[[ EXTRACTED INFORMATION, beginning ]]

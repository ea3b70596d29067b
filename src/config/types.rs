/// Core types and structures for the syssweep system
use serde::{Deserialize, Serialize};
use std::fmt;
use std::path::PathBuf;
use std::time::Duration;
use thiserror::Error;

/// Operating mode selecting verbosity, destructiveness and history retention.
///
/// Modes form a total destructiveness order: each mode implies everything the
/// modes below it do. Dry-run is not a mode; it is an orthogonal modifier on
/// [`crate::config::run_config::RunConfig`].
#[derive(Clone, Copy, Debug, PartialEq, Eq, PartialOrd, Ord, Serialize, Deserialize)]
pub enum Mode {
    Standard,
    Stealth,
    StealthMax,
    Ghost,
}

impl Mode {
    /// True if this mode is at least as aggressive as `other`.
    pub fn at_least(self, other: Mode) -> bool {
        self >= other
    }

    /// Ghost runs leave no audit trail at all.
    pub fn audit_enabled(self) -> bool {
        self != Mode::Ghost
    }

    /// Console verbosity tier for this mode.
    pub fn console_tier(self) -> ConsoleTier {
        match self {
            Mode::Standard => ConsoleTier::All,
            Mode::Stealth | Mode::StealthMax => ConsoleTier::ErrorsOnly,
            Mode::Ghost => ConsoleTier::Silent,
        }
    }

    /// Resolve the active mode from independently toggled flags.
    /// Ghost implies StealthMax implies Stealth.
    pub fn from_flags(stealth: bool, stealth_max: bool, ghost: bool) -> Mode {
        if ghost {
            Mode::Ghost
        } else if stealth_max {
            Mode::StealthMax
        } else if stealth {
            Mode::Stealth
        } else {
            Mode::Standard
        }
    }
}

impl fmt::Display for Mode {
    fn fmt(&self, f: &mut fmt::Formatter<'_>) -> fmt::Result {
        let name = match self {
            Mode::Standard => "standard",
            Mode::Stealth => "stealth",
            Mode::StealthMax => "stealth-max",
            Mode::Ghost => "ghost",
        };
        write!(f, "{}", name)
    }
}

/// How much of the run is echoed to the operator's console.
#[derive(Clone, Copy, Debug, PartialEq, Eq)]
pub enum ConsoleTier {
    /// Every audit level is echoed (Standard).
    All,
    /// Only errors reach the console (Stealth, StealthMax).
    ErrorsOnly,
    /// Nothing is echoed; errors go straight to stderr (Ghost).
    Silent,
}

/// Kinds of cleanup targets the policy engine knows about.
///
/// The enum is closed on purpose: resolving an action for an unknown kind is
/// a programming error, so unknown kinds are unrepresentable.
#[derive(Clone, Copy, Debug, PartialEq, Eq, Hash, Serialize, Deserialize)]
pub enum ResourceKind {
    LogFile,
    LogArchive,
    TempEntry,
    PackageCache,
    BashHistory,
    ExtendedHistory,
    UserCacheEntry,
    AuditArtifact,
    SelfArtifact,
}

/// An abstract cleanup target.
#[derive(Clone, Debug)]
pub struct Resource {
    pub kind: ResourceKind,
    /// Absolute path of the target (empty for purely command-driven kinds
    /// such as PackageCache).
    pub path: PathBuf,
    /// Owning user, where relevant (history files, user caches).
    pub owner: Option<String>,
    /// Age of the entry, where relevant (temp entries).
    pub age: Option<Duration>,
}

impl Resource {
    pub fn new(kind: ResourceKind, path: impl Into<PathBuf>) -> Self {
        Self {
            kind,
            path: path.into(),
            owner: None,
            age: None,
        }
    }

    pub fn with_owner(mut self, owner: impl Into<String>) -> Self {
        self.owner = Some(owner.into());
        self
    }

    pub fn with_age(mut self, age: Duration) -> Self {
        self.age = Some(age);
        self
    }
}

/// A resolved per-resource action. Produced by the mode policy, consumed by
/// the executor and the history reconciler.
#[derive(Clone, Copy, Debug, PartialEq, Eq)]
pub enum CleanupAction {
    /// Leave the resource alone.
    Skip,
    /// Truncate the file to zero length, keeping the inode.
    Truncate,
    /// Plain removal (unlink / recursive remove).
    Delete,
    /// Multi-pass overwrite followed by unlink.
    SecureErase,
    /// Keep only the last N lines (history files). N == 0 clears the file
    /// but keeps it present with valid structure.
    KeepLast(usize),
    /// Invoke the host package manager's native clean subcommand.
    CleanCache { purge_lists: bool },
}

/// Result of one executed (or simulated) action.
#[derive(Clone, Debug, PartialEq, Eq)]
pub enum ActionOutcome {
    /// Nothing was done; the reason says why (protected, absent, policy).
    Skipped(String),
    /// Dry-run: the action was described but not performed.
    Simulated(String),
    /// The action ran to completion.
    Performed(String),
    /// The action ran and failed; cleanup continues regardless.
    Failed(String, i32),
}

impl ActionOutcome {
    pub fn is_failure(&self) -> bool {
        matches!(self, ActionOutcome::Failed(..))
    }
}

/// Audit record severity.
#[derive(Clone, Copy, Debug, PartialEq, Eq, Serialize, Deserialize)]
pub enum AuditLevel {
    Info,
    Warning,
    Error,
    Success,
}

impl AuditLevel {
    pub fn as_str(self) -> &'static str {
        match self {
            AuditLevel::Info => "INFO",
            AuditLevel::Warning => "WARNING",
            AuditLevel::Error => "ERROR",
            AuditLevel::Success => "SUCCESS",
        }
    }
}

/// Errors for the syssweep system.
///
/// Only Config and Privilege are fatal, and only before any action has run.
/// Everything else is recovered: a failing resource is logged as a warning
/// and the sweep continues best-effort.
#[derive(Error, Debug)]
pub enum SweepError {
    #[error("IO error: {0}")]
    Io(#[from] std::io::Error),

    #[error("Configuration error: {0}")]
    Config(String),

    #[error("Privilege error: {0}")]
    Privilege(String),

    #[error("Filesystem error: {0}")]
    Filesystem(String),

    #[error("Process error: {0}")]
    Process(String),

    #[error("History error: {0}")]
    History(String),

    #[error("Audit error: {0}")]
    Audit(String),
}

pub type Result<T> = std::result::Result<T, SweepError>;
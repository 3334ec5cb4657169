// Licensed to the Apache Software Foundation (ASF) under one
// or more contributor license agreements.  See the NOTICE file
// distributed with this work for additional information
// regarding copyright ownership.  The ASF licenses this file
// to you under the Apache License, Version 2.0 (the
// "License"); you may not use this file except in compliance
// with the License.  You may obtain a copy of the License at
//
//   http://www.apache.org/licenses/LICENSE-2.0
//
// Unless required by applicable law or agreed to in writing,
// software distributed under the License is distributed on an
// "AS IS" BASIS, WITHOUT WARRANTIES OR CONDITIONS OF ANY
// KIND, either express or implied.  See the License for the
// specific language governing permissions and limitations
// under the License.
pub mod app_config;
pub mod config;
pub mod ids;
pub mod logging;
pub mod uid_allocator;
pub mod util;
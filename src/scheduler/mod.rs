// Licensed to the Apache Software Foundation (ASF) under one
// or more contributor license agreements.  See the NOTICE file
// distributed with this work for additional information
// regarding copyright ownership.  The ASF licenses this file
// to you under the Apache License, Version 2.0 (the
// "License"); you may not use this file except in compliance
// with the License.  You may obtain a copy of the License at
//
//   http://www.apache.org/licenses/LICENSE-2.0
//
// Unless required by applicable law or agreed to in writing,
// software distributed under the License is distributed on an
// "AS IS" BASIS, WITHOUT WARRANTIES OR CONDITIONS OF ANY
// KIND, either express or implied.  See the License for the
// specific language governing permissions and limitations
// under the License.
pub mod node_queue_scheduler;
pub mod task;
pub mod task_queue;
pub mod topology;
pub mod worker;

use thiserror::Error;

/// Operational failures of the task-execution subsystem. Misuse that a
/// correct caller can never trigger (scheduling after shutdown, node ids
/// out of range) is handled with debug assertions instead.
#[derive(Debug, Clone, Error)]
pub enum SchedulerError {
    /// A lifecycle transition was requested from the wrong state, e.g. a
    /// task scheduled twice or a scheduler started while already active.
    #[error("invalid state: {0}")]
    InvalidState(&'static str),

    /// A graph edge was added to a task that already left the build phase.
    #[error("task graph closed: {0}")]
    GraphClosed(&'static str),

    /// The shutdown drain did not converge within its safety bound.
    #[error("scheduler drain timed out: {0}")]
    ScheduleTimeout(String),

    /// The task's payload returned an error or panicked; latched on the
    /// task and re-raised to every waiter.
    #[error("task payload failed: {0}")]
    PayloadFailure(String),
}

[[ EXTRACTED INFORMATION, end ]]

[DESCRIPTION OF THE TASK]: Using the listing above, show each line holding the string "implies".

[PROBLEM SOLUTION]:
/// Modes form a total destructiveness order: each mode implies everything the
    /// Ghost implies StealthMax implies Stealth.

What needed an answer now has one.